Peer-reviewed articles in reputable journals have shown that the millions of required years did, indeed, exist. If you cannot provide peer-reviewed scholarly articles proving the short life span of the Earth then you have nothing.
You talk a lot about how you feel that the pieces-parts of your Bible come together. But as it happens, the pieces-parts of peer-reviewed articles in geology, biology, astronomy, paleontology, archaeology, etc. DO come together to paint a much older picture of the Earth than your feeble myopic viewpoint produces. The 4.3 billion years that is the current estimated age of the Earth is well-accepted among scientific communities. You complain because there wasn't enough time for the species evolution to occur. But if you figure that mutation, adaptation, and other processes had literally hundreds of millions of years to occur, the odds tip in our favor.
Science follows a method of observation and experiment to explain something based on new data or new theories. Creation science follows a method of attempting to tear down established scientific facts and principles. If you read an article that tries to tear down some law or principle and does not offer an equally good alternative that fits the facts, then the article is often a pile of junk. Let me also point out that a "peer reviewed" article usually does not mean that some bishop somewhere thinks the article is right - unless the bishop ALSO has a degree in some useful field.
Take, for example, Fr. Lemaitre, the college mathematician and Jesuit priest who devised the basics of the first viewpoint on the Big Bang theory. He was well aware of the Biblical admonitions to STUDY that which God had created. He studied them. Came up with the BB theory.

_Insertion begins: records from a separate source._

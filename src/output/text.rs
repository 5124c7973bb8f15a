//! Text output formatter for human-readable display
//!
//! This module provides:
//! - One aligned line per library with a status marker
//! - Change type indication (major/minor/patch) for outdated libraries
//! - Declaration locations in verbose mode
//! - Summary with a per-outcome breakdown

use crate::domain::{CheckSummary, Outcome, ResolvedResult};
use crate::manifest::declaration_line;
use crate::orchestrator::CheckReport;
use crate::output::{CatalogSource, OutputFormatter, Verbosity};
use crate::update::segments;
use colored::Colorize;
use std::io::Write;

/// How far an outdated version is behind, by its leading segments
#[derive(Debug, Clone, Copy, PartialEq, Eq)]
pub enum VersionChangeType {
    /// First segment differs
    Major,
    /// Second segment differs
    Minor,
    /// Only later segments differ
    Patch,
}

impl VersionChangeType {
    /// Determine the change type between two versions
    pub fn from_versions(old: &str, new: &str) -> Self {
        let old = segments(old);
        let new = segments(new);
        let at = |s: &[i32], i: usize| s.get(i).copied().unwrap_or(0);

        if at(&old, 0) != at(&new, 0) {
            VersionChangeType::Major
        } else if at(&old, 1) != at(&new, 1) {
            VersionChangeType::Minor
        } else {
            VersionChangeType::Patch
        }
    }

    /// Get the display label with color
    pub fn colored_label(&self) -> String {
        match self {
            VersionChangeType::Major => "major".red().bold().to_string(),
            VersionChangeType::Minor => "minor".yellow().to_string(),
            VersionChangeType::Patch => "patch".green().to_string(),
        }
    }

    /// Get the plain label
    pub fn label(&self) -> &'static str {
        match self {
            VersionChangeType::Major => "major",
            VersionChangeType::Minor => "minor",
            VersionChangeType::Patch => "patch",
        }
    }
}

/// Text formatter for human-readable output
pub struct TextFormatter {
    /// Verbosity level
    verbosity: Verbosity,
    /// Whether to use colors
    color: bool,
}

impl TextFormatter {
    /// Create a new text formatter with color option
    pub fn with_color(verbosity: Verbosity, color: bool) -> Self {
        Self { verbosity, color }
    }

    fn marker(&self, result: &ResolvedResult) -> String {
        let (symbol, up_to_date, outdated) = match result.outcome {
            Outcome::Resolved {
                up_to_date: true, ..
            } => ("✓", true, false),
            Outcome::Resolved { .. } => ("✗", false, true),
            _ => ("?", false, false),
        };
        if !self.color {
            symbol.to_string()
        } else if up_to_date {
            symbol.green().to_string()
        } else if outdated {
            symbol.red().bold().to_string()
        } else {
            symbol.yellow().to_string()
        }
    }

    fn status(&self, result: &ResolvedResult) -> String {
        let declared = &result.coordinate.declared_version;
        match &result.outcome {
            Outcome::Resolved {
                up_to_date: true, ..
            } => declared.to_string(),
            Outcome::Resolved { latest, .. } => {
                let change = VersionChangeType::from_versions(declared, latest);
                if self.color {
                    format!(
                        "{} {} {} [{}]",
                        declared.dimmed(),
                        "→".dimmed(),
                        latest.bright_white().bold(),
                        change.colored_label()
                    )
                } else {
                    format!("{} → {} [{}]", declared, latest, change.label())
                }
            }
            Outcome::NotFound => self.paint_dimmed(format!("{} (not found)", declared)),
            Outcome::LookupFailed { reason } => {
                self.paint_dimmed(format!("{} (lookup failed: {})", declared, reason))
            }
        }
    }

    fn paint_dimmed(&self, text: String) -> String {
        if self.color {
            text.dimmed().to_string()
        } else {
            text
        }
    }

    /// Location of the version declaration, e.g. ` (gradle/libs.versions.toml:4)`
    fn location(
        &self,
        report: &CheckReport,
        result: &ResolvedResult,
        source: CatalogSource<'_>,
    ) -> String {
        let Some(alias) = report.alias_for(result.key()) else {
            return String::new();
        };
        let declared = &result.coordinate.declared_version;
        let Some(line) = declaration_line(source.content, alias, declared) else {
            return String::new();
        };
        self.paint_dimmed(format!(" ({}:{})", source.path.display(), line))
    }

    fn format_line(
        &self,
        report: &CheckReport,
        result: &ResolvedResult,
        source: CatalogSource<'_>,
        widths: (usize, usize),
        writer: &mut dyn Write,
    ) -> std::io::Result<()> {
        let (key_width, module_width) = widths;
        let location = if self.verbosity == Verbosity::Verbose {
            self.location(report, result, source)
        } else {
            String::new()
        };

        writeln!(
            writer,
            "  {} {:key_width$} {:module_width$} {}{}",
            self.marker(result),
            result.key(),
            result.coordinate.module(),
            self.status(result),
            location,
            key_width = key_width,
            module_width = module_width
        )
    }

    fn format_summary(
        &self,
        summary: &CheckSummary,
        cancelled: bool,
        writer: &mut dyn Write,
    ) -> std::io::Result<()> {
        let suffix = if cancelled { " (cancelled)" } else { "" };

        if summary.total == 0 {
            let message = self.paint_dimmed("No libraries to check".to_string());
            return writeln!(writer, "{}{}", message, suffix);
        }

        let mut parts = Vec::new();
        if self.color {
            parts.push(format!("{} up to date", summary.up_to_date.to_string().green()));
            parts.push(format!("{} outdated", summary.outdated.to_string().red()));
        } else {
            parts.push(format!("{} up to date", summary.up_to_date));
            parts.push(format!("{} outdated", summary.outdated));
        }
        if summary.not_found > 0 {
            parts.push(format!("{} not found", summary.not_found));
        }
        if summary.lookup_failed > 0 {
            parts.push(format!("{} lookup failed", summary.lookup_failed));
        }

        let label = if summary.total == 1 { "library" } else { "libraries" };
        writeln!(
            writer,
            "{} {} checked: {}{}",
            summary.total,
            label,
            parts.join(", "),
            suffix
        )
    }
}

impl OutputFormatter for TextFormatter {
    fn format(
        &self,
        report: &CheckReport,
        source: CatalogSource<'_>,
        writer: &mut dyn Write,
    ) -> std::io::Result<()> {
        let summary = report.summary();

        // In quiet mode, only show summary
        if self.verbosity == Verbosity::Quiet {
            return self.format_summary(&summary, report.cancelled, writer);
        }

        let path_display = source.path.display().to_string();
        if self.color {
            writeln!(writer, "{}", path_display.bold())?;
        } else {
            writeln!(writer, "{}", path_display)?;
        }

        let key_width = report.results.iter().map(|r| r.key().len()).max().unwrap_or(0);
        let module_width = report
            .results
            .iter()
            .map(|r| r.coordinate.module().len())
            .max()
            .unwrap_or(0);

        for result in &report.results {
            self.format_line(report, result, source, (key_width, module_width), writer)?;
        }

        writeln!(writer)?;
        self.format_summary(&summary, report.cancelled, writer)
    }
}

#[cfg(test)]
mod tests {
    use super::*;
    use crate::domain::DependencyCoordinate;
    use indexmap::IndexMap;
    use std::path::Path;

    const CATALOG: &str = "[versions]\ncore = \"1.0.0\"\nokhttp = \"4.11.0\"\nmissing = \"0.1\"\n\n[libraries]\ncore = { module = \"androidx.core:core-ktx\", version.ref = \"core\" }\nokhttp = { module = \"com.squareup.okhttp3:okhttp\", version.ref = \"okhttp\" }\nmissing = { module = \"com.example:missing\", version.ref = \"missing\" }\n";

    fn sample_report() -> CheckReport {
        let mut aliases = IndexMap::new();
        aliases.insert("core".to_string(), "core".to_string());
        aliases.insert("okhttp".to_string(), "okhttp".to_string());
        aliases.insert("missing".to_string(), "missing".to_string());

        CheckReport {
            results: vec![
                ResolvedResult::resolved(
                    DependencyCoordinate::new("core", "androidx.core", "core-ktx", "1.0.0"),
                    "1.0.0",
                    true,
                ),
                ResolvedResult::resolved(
                    DependencyCoordinate::new("okhttp", "com.squareup.okhttp3", "okhttp", "4.11.0"),
                    "4.12.0",
                    false,
                ),
                ResolvedResult::not_found(DependencyCoordinate::new(
                    "missing",
                    "com.example",
                    "missing",
                    "0.1",
                )),
            ],
            aliases,
            cancelled: false,
        }
    }

    fn render(verbosity: Verbosity, report: &CheckReport) -> String {
        let formatter = TextFormatter::with_color(verbosity, false);
        let mut output = Vec::new();
        let source = CatalogSource::new(Path::new("gradle/libs.versions.toml"), CATALOG);
        formatter.format(report, source, &mut output).unwrap();
        String::from_utf8(output).unwrap()
    }

    #[test]
    fn test_version_change_type() {
        assert_eq!(
            VersionChangeType::from_versions("1.0.0", "2.0.0"),
            VersionChangeType::Major
        );
        assert_eq!(
            VersionChangeType::from_versions("1.0.0", "1.1.0"),
            VersionChangeType::Minor
        );
        assert_eq!(
            VersionChangeType::from_versions("1.0.0", "1.0.1"),
            VersionChangeType::Patch
        );
        assert_eq!(
            VersionChangeType::from_versions("1.2", "1.2.0-alpha02"),
            VersionChangeType::Patch
        );
    }

    #[test]
    fn test_format_normal() {
        let output = render(Verbosity::Normal, &sample_report());

        assert!(output.starts_with("gradle/libs.versions.toml\n"));
        assert!(output.contains("✓ core"));
        assert!(output.contains("androidx.core:core-ktx"));
        assert!(output.contains("✗ okhttp"));
        assert!(output.contains("4.11.0 → 4.12.0 [minor]"));
        assert!(output.contains("? missing"));
        assert!(output.contains("0.1 (not found)"));
        assert!(output.contains("3 libraries checked: 1 up to date, 1 outdated, 1 not found"));
        assert!(!output.contains("libs.versions.toml:"));
    }

    #[test]
    fn test_format_lines_in_catalog_order() {
        let output = render(Verbosity::Normal, &sample_report());
        let core = output.find("✓ core").unwrap();
        let okhttp = output.find("✗ okhttp").unwrap();
        let missing = output.find("? missing").unwrap();
        assert!(core < okhttp && okhttp < missing);
    }

    #[test]
    fn test_format_verbose_adds_location() {
        let output = render(Verbosity::Verbose, &sample_report());

        assert!(output.contains("(gradle/libs.versions.toml:2)"));
        assert!(output.contains("(gradle/libs.versions.toml:3)"));
        assert!(output.contains("(gradle/libs.versions.toml:4)"));
    }

    #[test]
    fn test_format_quiet() {
        let output = render(Verbosity::Quiet, &sample_report());
        assert_eq!(
            output,
            "3 libraries checked: 1 up to date, 1 outdated, 1 not found\n"
        );
    }

    #[test]
    fn test_format_lookup_failed() {
        let mut report = sample_report();
        report.results[2] = ResolvedResult::lookup_failed(
            report.results[2].coordinate.clone(),
            "timeout while fetching 'com.example:missing' from Maven Central",
        );
        let output = render(Verbosity::Normal, &report);

        assert!(output.contains("0.1 (lookup failed: timeout while fetching"));
        assert!(output.contains("1 lookup failed"));
    }

    #[test]
    fn test_format_cancelled() {
        let mut report = sample_report();
        report.results.truncate(1);
        report.cancelled = true;
        let output = render(Verbosity::Quiet, &report);

        assert_eq!(output, "1 library checked: 1 up to date, 0 outdated (cancelled)\n");
    }

    #[test]
    fn test_format_empty() {
        let report = CheckReport {
            results: Vec::new(),
            aliases: IndexMap::new(),
            cancelled: false,
        };
        let output = render(Verbosity::Normal, &report);
        assert!(output.contains("No libraries to check"));
    }
}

OK, so we study the stars, because Genesis says God created them. We have a name for the study - astronomy - but we are still studying the things your Bible tells us God has made. Then there are the animals and plants (Zoology and Botany). Again, you are admonished to study that which God has made. We have names for the study, but does that invalidate the results of the study? God supposedly made the Earth, so when we study its structure, does it matter that we call that study Geology?
According to your Bible, we were given dominion over the Earth, its plants, and its animals, and were told to study them. So WHY should we ignore what we find when we were told to look in the first place? That is one of many questions that religious folks cannot answer adequately for me.
Now, when we study those topics and develop a method of rigorously validating those results, and we then find a way to disseminate the results via technical journals, tell me where we have gone wrong. WHY do you not accept that the tech journals are merely a formalized way of studying and disseminating that which we have learned? And why do you not realize that religious journals have a hidden (but not very well hidden) agenda?